Lindstrom, Minn. Good Samaritans brutally beaten honored as heroes

A brother and sister in Lindstrom, Minn. spotted a woman running for her life, and they decided it was their duty to help. They didn't know they'd end up getting beaten up. Months later, however, the pair and the first responders, who are more like family, are being honored as heroes.

In December, police said Robert Chmielewski was chasing his sister, who sought shelter in Karen Noles' home. Earlier that month, Chmielewski and his sister moved in just down from the street from them in a trailer park. The pair apparently got into a fight about her cat. Robert had kicked the cat out, but she let it back in. When Robert discovered this, he allegedly "became angry and violent and grabbed her by the arms and would not let her leave the house," a criminal complaint said. 

"She came down the street yelling for help, and I yelled get in here. Got her in the house, gave her the phone, locked her in the bathroom, and told her to call 911," Karen said. Chmielewski followed her inside, encountering Karen's brother, Duane Noles and when officers arrived, the criminal complaint details what they saw:

Through the blinds, [an officer] observed a body on the floor. [The officer] observed the face was extremely bloody swollen, and appeared to be crushed inward...

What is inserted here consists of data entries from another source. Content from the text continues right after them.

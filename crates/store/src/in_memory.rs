//! In-memory domain store.
//!
//! HashMap-backed implementation used by tests and ephemeral runs. It
//! mirrors the SQLite backend's semantics exactly: same invariants, same
//! cascade rules, same change-record emissions.

use async_trait::async_trait;
use chrono::{DateTime, Utc};
use std::collections::{HashMap, HashSet};
use tokio::sync::RwLock;
use uuid::Uuid;

use tmi_core::addon::{AddonInvocation, AddonRegistration, InvocationStatus};
use tmi_core::diagram::{Cell, Diagram};
use tmi_core::error::StoreError;
use tmi_core::event::{ChangeAction, ChangeRecord};
use tmi_core::identity::{GroupRef, Role, User, WILDCARD_PROVIDER};
use tmi_core::model::{ObjectKind, Subresource, SubresourcePayload, SubjectKind, ThreatModel};
use tmi_core::quota::Quota;
use tmi_core::store::DomainStore;
use tmi_core::webhook::{
    DeliveryStatus, SubscriptionStatus, WebhookDelivery, WebhookSubscription,
};

use crate::ChangeNotifier;

#[derive(Default)]
struct Inner {
    users: HashMap<Uuid, User>,
    group_members: HashMap<(String, String), HashSet<Uuid>>,
    threat_models: HashMap<Uuid, ThreatModel>,
    diagrams: HashMap<Uuid, Diagram>,
    subresources: HashMap<Uuid, Subresource>,
    subscriptions: HashMap<Uuid, WebhookSubscription>,
    deliveries: HashMap<Uuid, WebhookDelivery>,
    delivery_keys: HashSet<(Uuid, Uuid)>,
    addons: HashMap<Uuid, AddonRegistration>,
    invocations: HashMap<Uuid, AddonInvocation>,
    quotas: HashMap<Uuid, Quota>,
    admins: HashSet<Uuid>,
    deny_list: Vec<String>,
}

/// HashMap-backed [`DomainStore`].
pub struct InMemoryStore {
    inner: RwLock<Inner>,
    notifier: Option<ChangeNotifier>,
}

impl InMemoryStore {
    pub fn new() -> Self {
        Self {
            inner: RwLock::new(Inner::default()),
            notifier: None,
        }
    }

    /// Attach a change notifier; mutations emit records after commit.
    pub fn with_notifier(mut self, notifier: ChangeNotifier) -> Self {
        self.notifier = Some(notifier);
        self
    }

    async fn emit(&self, records: Vec<ChangeRecord>) {
        if let Some(notifier) = &self.notifier {
            for record in records {
                notifier.emit(record).await;
            }
        }
    }
}

impl Default for InMemoryStore {
    fn default() -> Self {
        Self::new()
    }
}

fn not_found(kind: &'static str, id: Uuid) -> StoreError {
    StoreError::NotFound {
        kind,
        id: id.to_string(),
    }
}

Lakes Area Police officers Cory Spencer and Jen Paulsen were the first on-scene.

"I didn't know if he was alive or dead," Karen said. "All I could do was yell ‘Stop, stop beating him.'"

Police said they breached the door and immediately picked him up. Officer Spencer grabbed the top part of Chmielewski's body, and Officer Paulsen grabbed his feet and they tossed him to the porch. Duane's face barely looked human. The X-ray revealed every single bone broken, likely the result of one hundred punches. Duane would spent about a month in ICU, enduring countless surgeries. Karen and the officers would grow close.

"They're the best officers, the whole Lakes Area Police Department," Karen said. "I love them guys with so much of my heart."

The officers reciprocate that sentiment. Meanwhile, Karen and Duane recently received citizen valor awards, and the officers received life-saving awards. All honored for their courage, and now, hoping for Duane's healing.

"He faces it every day in the mirror. He says, 'god, I'm a monster, don't even look at me.' Duane, you still have your heart. You're not a monster. You're a hero," Karen said.

If you would like to help Duane Noles in his long and expensive road of recovery, the family is accepting donations at https://youcaring.com/NolesFamily.

There is also a fund at the Lake Area Bank in the names of Duane and Karen Noles.